Classification is a task of identifying the features of an entity and classifying the entity to one of the predefined classes/categories based on the previous knowledge.

Naive Bayes is one of the simplest methods used for classification. Naive Bayes Classifier could be built in scenarios where problem instances (/ examples / data set / training data) could be represented as feature vectors. And the distinctive feature of Naive Bayes is : it considers that features independently play a part in deciding the category of the problem instance i.e., Naive Bayes does not care about the correlation between features if present any. Despite the fact that many other classifiers beat out Naive Bayes, it is still sustaining in the machine learning community because it requires relatively small number of training data for estimating the parameters required for classification.

In this Apache Spark Tutorial, we shall learn to classify items using Naive Bayes Algorithm of Apache Spark MLlib in Java Programming Language.

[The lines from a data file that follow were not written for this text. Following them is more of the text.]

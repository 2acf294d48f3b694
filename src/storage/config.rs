use std::path::PathBuf;
use anyhow::{Result, Context};
use serde::{Deserialize, Serialize};
use tokio::fs;

use crate::engine::control::{MAX_RATIO, MAX_SAMPLES};
use crate::sources::GridConfig;

/// Tunables of a sandbox session
#[derive(Debug, Clone, PartialEq, Serialize, Deserialize)]
#[serde(default)]
pub struct SessionConfig {
    /// Synthesis grid for composed signals
    pub composed_grid: GridConfig,
    /// Largest sampling ratio accepted
    pub max_ratio: u8,
    /// Fixed seed for reproducible noise; entropy when absent
    pub noise_seed: Option<u64>,
    /// Most markers a single cycle may draw
    pub max_samples: usize,
}

impl Default for SessionConfig {
    fn default() -> Self {
        Self {
            composed_grid: GridConfig::default(),
            max_ratio: MAX_RATIO,
            noise_seed: None,
            max_samples: MAX_SAMPLES,
        }
    }
}

/// Reads and writes `SessionConfig` as JSON
pub struct ConfigManager {
    config_path: PathBuf,
}

impl ConfigManager {
    pub fn new(config_path: PathBuf) -> Self {
        Self { config_path }
    }

    pub async fn ensure_config_file(&self) -> Result<()> {
        if !self.config_path.exists() {
            if let Some(parent) = self.config_path.parent() {
                fs::create_dir_all(parent).await
                    .context("Failed to create config directory")?;
            }

            let json = serde_json::to_string_pretty(&SessionConfig::default())?;
            fs::write(&self.config_path, json).await
                .context("Failed to write default config")?;
        }

        Ok(())
    }

    /// Load the config, writing the defaults first if the file is missing
    pub async fn load(&self) -> Result<SessionConfig> {
        self.ensure_config_file().await?;

        let content = fs::read_to_string(&self.config_path).await
            .context("Failed to read config file")?;

        let config: SessionConfig = serde_json::from_str(&content)
            .context("Failed to parse config JSON")?;

        Ok(config)
    }

    pub async fn save(&self, config: &SessionConfig) -> Result<()> {
        let json = serde_json::to_string_pretty(config)?;

        let temp_path = self.config_path.with_extension("tmp");
        fs::write(&temp_path, json).await
            .context("Failed to write temporary config file")?;

        fs::rename(&temp_path, &self.config_path).await
            .context("Failed to atomically update config file")?;

        Ok(())
    }
}
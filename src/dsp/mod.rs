pub mod noise;
pub mod params;
pub mod reconstruct;
pub mod residual;
pub mod sampler;
pub mod spline;

pub use noise::NoiseInjector;
pub use params::{derive_from_composition, derive_from_time_series, DerivedParameters};
pub use reconstruct::{reconstruct, resample, sinc};
pub use residual::{compute_error, ErrorSummary};
pub use sampler::{sample, SampleSet};
pub use spline::CubicSpline;
use std::io::Read;
use std::path::Path;

use anyhow::{Context, Result};
use serde::Deserialize;

use crate::core::{SamplingResult, SignalSource, TimeSeries};

#[derive(Debug, Deserialize)]
struct Row {
    time: f64,
    values: f64,
}

/// Signal read from a two-column `time,values` CSV table
#[derive(Debug, Clone)]
pub struct ImportedSignal {
    name: String,
    series: TimeSeries,
}

impl ImportedSignal {
    pub fn new(name: impl Into<String>, series: TimeSeries) -> Self {
        Self {
            name: name.into(),
            series,
        }
    }

    pub fn from_path(path: impl AsRef<Path>) -> Result<Self> {
        let path = path.as_ref();
        let file = std::fs::File::open(path)
            .context(format!("Failed to open signal file {:?}", path))?;
        let name = path
            .file_name()
            .and_then(|s| s.to_str())
            .unwrap_or("signal")
            .to_string();
        Self::from_reader(name, file)
    }

    pub fn from_reader<R: Read>(name: impl Into<String>, reader: R) -> Result<Self> {
        let mut csv_reader = csv::Reader::from_reader(reader);
        let mut time = Vec::new();
        let mut values = Vec::new();

        for (line, record) in csv_reader.deserialize::<Row>().enumerate() {
            let row = record.context(format!("Malformed row {} in signal table", line + 1))?;
            time.push(row.time);
            values.push(row.values);
        }

        let series = TimeSeries::new(time, values)?;
        Ok(Self::new(name, series))
    }
}

impl SignalSource for ImportedSignal {
    fn name(&self) -> &str {
        &self.name
    }

    fn series(&self) -> SamplingResult<TimeSeries> {
        Ok(self.series.clone())
    }
}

Steps for Classification using Naive Bayes

Following is a step by step process to build a classifier using Naive Bayes algorithm of MLLib. You may setup Java Project with Apache Spark and follow the steps.

1. Configure Spark.

SparkConf sparkConf = new SparkConf().setAppName("NaiveBayesClassifierExample");

2. Start a spark context.

JavaSparkContext jsc = new JavaSparkContext(sparkConf);

3. Load Data and Split the data to be used for training and testing. The data file used in this example is present in the folder “data” in “apache spark“, downloaded from official website.

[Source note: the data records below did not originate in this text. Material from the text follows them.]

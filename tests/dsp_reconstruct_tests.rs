use sampling_studio::core::{linspace, SamplingError};
use sampling_studio::dsp::{compute_error, reconstruct, resample, sinc, ErrorSummary, SampleSet};
use std::f64::consts::PI;

#[test]
fn test_sinc_values() {
    assert_eq!(sinc(0.0), 1.0);
    assert!(sinc(1.0).abs() < 1e-15);
    assert!(sinc(-3.0).abs() < 1e-15);
    assert!((sinc(0.5) - 2.0 / PI).abs() < 1e-15);
    assert_eq!(sinc(0.25), sinc(-0.25));
}

#[test]
fn test_reconstruction_passes_through_markers() {
    let period = 0.1;
    let markers = SampleSet {
        markers_x: (0..8).map(|n| n as f64 * period).collect(),
        markers_y: vec![0.3, -1.2, 0.8, 2.0, 0.0, -0.5, 1.1, 0.4],
    };

    let rebuilt = reconstruct(&markers, period, &markers.markers_x).unwrap();
    for (r, y) in rebuilt.iter().zip(&markers.markers_y) {
        assert!((r - y).abs() < 1e-12);
    }
}

#[test]
fn test_reconstruction_of_band_limited_sine() {
    // 1 Hz sampled at 16 Hz; check the middle of the record where
    // truncation of the sinc sum is negligible
    let period = 1.0 / 16.0;
    let n = 256;
    let markers_x: Vec<f64> = (0..n).map(|i| i as f64 * period).collect();
    let markers_y: Vec<f64> = markers_x.iter().map(|t| (2.0 * PI * t).sin()).collect();
    let markers = SampleSet { markers_x, markers_y };

    let target = linspace(7.0, 9.0, 101);
    let rebuilt = reconstruct(&markers, period, &target).unwrap();
    for (t, r) in target.iter().zip(&rebuilt) {
        assert!((r - (2.0 * PI * t).sin()).abs() < 0.05);
    }
}

#[test]
fn test_reconstruction_of_empty_set_is_zero() {
    let rebuilt = reconstruct(&SampleSet::empty(), 0.5, &[0.0, 1.0]).unwrap();
    assert_eq!(rebuilt, vec![0.0, 0.0]);
}

#[test]
fn test_zero_period_rejected() {
    let err = reconstruct(&SampleSet::empty(), 0.0, &[0.0]).unwrap_err();
    assert!(matches!(err, SamplingError::DivisionByZero(_)));
}

#[test]
fn test_resample_linear_data_is_exact() {
    let source_x = linspace(0.0, 5.0, 11);
    let source_y: Vec<f64> = source_x.iter().map(|x| 3.0 * x - 1.0).collect();
    let target = linspace(0.0, 5.0, 37);

    let out = resample(&source_x, &source_y, &target).unwrap();
    for (x, y) in target.iter().zip(&out) {
        assert!((y - (3.0 * x - 1.0)).abs() < 1e-9);
    }
}

#[test]
fn test_resample_smooth_signal() {
    let source_x = linspace(0.0, 1.0, 41);
    let source_y: Vec<f64> = source_x.iter().map(|x| (2.0 * PI * x).sin()).collect();
    let target = linspace(0.0, 1.0, 333);

    let out = resample(&source_x, &source_y, &target).unwrap();
    for (x, y) in target.iter().zip(&out) {
        assert!((y - (2.0 * PI * x).sin()).abs() < 1e-4);
    }
}

#[test]
fn test_resample_outside_domain_is_extrapolation() {
    let err = resample(&[0.0, 1.0, 2.0], &[0.0, 1.0, 4.0], &[0.5, 2.5]).unwrap_err();
    assert_eq!(
        err,
        SamplingError::Extrapolation { target: 2.5, min: 0.0, max: 2.0 }
    );

    let err = resample(&[0.0, 1.0, 2.0], &[0.0, 1.0, 4.0], &[-0.1]).unwrap_err();
    assert!(matches!(err, SamplingError::Extrapolation { .. }));
}

#[test]
fn test_resample_needs_two_points() {
    let err = resample(&[1.0], &[1.0], &[1.0]).unwrap_err();
    assert_eq!(err, SamplingError::InsufficientData { required: 2, actual: 1 });
}

#[test]
fn test_error_is_raw_difference() {
    let error = compute_error(&[1.0, 2.0, 3.0], &[0.5, 2.0, 4.0]).unwrap();
    assert_eq!(error, vec![0.5, 0.0, -1.0]);
}

#[test]
fn test_error_requires_common_grid() {
    let err = compute_error(&[1.0, 2.0], &[1.0]).unwrap_err();
    assert_eq!(err, SamplingError::LengthMismatch { left: 2, right: 1 });
}

#[test]
fn test_error_summary() {
    let summary = ErrorSummary::from_residual(&[3.0, -4.0]);
    assert!((summary.rms - (12.5f64).sqrt()).abs() < 1e-12);
    assert_eq!(summary.peak, 4.0);
    assert_eq!(summary.mean, -0.5);

    assert_eq!(ErrorSummary::from_residual(&[]), ErrorSummary::default());
}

// provide path to data transformed as [feature vectors]
String path = "data/mllib/sample_libsvm_data.txt";
JavaRDD inputData = MLUtils.loadLibSVMFile(jsc.sc(), path).toJavaRDD();
        
// split the data for training (60%) and testing (40%)
JavaRDD[] tmp = inputData.randomSplit(new double[]{0.6, 0.4});
JavaRDD training = tmp[0]; // training set
JavaRDD test = tmp[1]; // test set

4. Train a Naive Bayes model.

NaiveBayesModel model = NaiveBayes.train(training.rdd(), 1.0);

5. Use the model to predict on the test data, and calculate accuracy.

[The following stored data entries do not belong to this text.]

use serde::{Deserialize, Serialize};

use crate::core::{SamplingError, SamplingResult, TimeSeries};

/// Sampling parameters of the active signal
#[derive(Debug, Clone, Copy, PartialEq, Serialize, Deserialize)]
pub struct DerivedParameters {
    pub sampling_period: f64,
    pub sampling_frequency: f64,
    /// Nyquist frequency for imported signals, mixed frequency for compositions
    pub max_frequency: f64,
    pub duration: f64,
}

/// Derive parameters from the time base of an imported series.
///
/// The period is the mean of consecutive time differences, which tolerates
/// small jitter but assumes a uniform grid.
pub fn derive_from_time_series(series: &TimeSeries) -> SamplingResult<DerivedParameters> {
    let time = series.time();
    if time.len() < 2 {
        return Err(SamplingError::InsufficientData {
            required: 2,
            actual: time.len(),
        });
    }

    let diffs = time.windows(2).map(|w| w[1] - w[0]);
    let sampling_period = diffs.sum::<f64>() / (time.len() - 1) as f64;
    let sampling_frequency = 1.0 / sampling_period;

    let min = time.iter().copied().fold(f64::INFINITY, f64::min);
    let max = time.iter().copied().fold(f64::NEG_INFINITY, f64::max);

    Ok(DerivedParameters {
        sampling_period,
        sampling_frequency,
        max_frequency: sampling_frequency / 2.0,
        duration: max - min,
    })
}

/// Mean of the component frequencies, 0 when there are none
pub fn mixed_frequency(frequencies: &[f64]) -> f64 {
    if frequencies.is_empty() {
        return 0.0;
    }
    frequencies.iter().sum::<f64>() / frequencies.len() as f64
}

/// Derive parameters for a composed signal sampled at `ratio` times its
/// mixed frequency over a grid of length `duration`.
pub fn derive_from_composition(
    frequencies: &[f64],
    ratio: f64,
    duration: f64,
) -> SamplingResult<DerivedParameters> {
    let mixed = mixed_frequency(frequencies);
    let sampling_frequency = ratio * mixed;
    if sampling_frequency == 0.0 {
        return Err(SamplingError::DivisionByZero("sampling frequency is zero"));
    }

    Ok(DerivedParameters {
        sampling_period: 1.0 / sampling_frequency,
        sampling_frequency,
        max_frequency: mixed,
        duration,
    })
}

JavaPairRDD<Double, Double> predictionAndLabel =
                test.mapToPair(p -> new Tuple2<>(model.predict(p.features()), p.label()));
// calculate the accuracy
double accuracy =
                predictionAndLabel.filter(pl -> pl._1().equals(pl._2())).count() / (double) test.count();

6. Save the trained classifier model to local for future use.

model.save(jsc.sc(), "target/tmp/myNaiveBayesModel");

7. Stop the spark context.

jsc.stop();

Following is the complete Java program.

NaiveBayesClassifierExample.java

import scala.Tuple2;
import org.apache.spark.api.java.JavaPairRDD;
import org.apache.spark.api.java.JavaRDD;
import org.apache.spark.api.java.JavaSparkContext;
import org.apache.spark.mllib.classification.NaiveBayes;
import org.apache.spark.mllib.classification.NaiveBayesModel;
import org.apache.spark.mllib.regression.LabeledPoint;
import org.apache.spark.mllib.util.MLUtils;
import org.apache.spark.SparkConf;

public class NaiveBayesClassifierExample {

	public static void main(String[] args) {

		// configure spark
		SparkConf sparkConf = new SparkConf().setAppName("JavaNaiveBayesExample")
										.setMaster("local[2]").set("spark.executor.memory","2g");
		// start a spark context
		JavaSparkContext jsc = new JavaSparkContext(sparkConf);
		
		// provide path to data transformed as [feature vectors]
		String path = "data/mllib/sample_libsvm_data.txt";
		JavaRDD inputData = MLUtils.loadLibSVMFile(jsc.sc(), path).toJavaRDD();
		
		// split the data for training (60%) and testing (40%)
		JavaRDD[] tmp = inputData.randomSplit(new double[]{0.6, 0.4});
		JavaRDD training = tmp[0]; // training set
		JavaRDD test = tmp[1]; // test set
		
		// Train a Naive Bayes model
		NaiveBayesModel model = NaiveBayes.train(training.rdd(), 1.0);
		
		// Predict for the test data using the model trained
		JavaPairRDD<Double, Double> predictionAndLabel =
				test.mapToPair(p -> new Tuple2<>(model.predict(p.features()), p.label()));
		// calculate the accuracy
		double accuracy =
				predictionAndLabel.filter(pl -> pl._1().equals(pl._2())).count() / (double) test.count();
		
		System.out.println("Accuracy is : "+accuracy);

		// Save model to local for future use
		model.save(jsc.sc(), "target/tmp/myNaiveBayesModel");

		// stop the spark context
		jsc.stop();
	}
}

Output

Accuracy is : 0.975609756097561

Conclusion

In this Apache Spark Tutorial, we learned how to solve Classification problem using Naive Bayes algorithm in Apache Spark MLlib.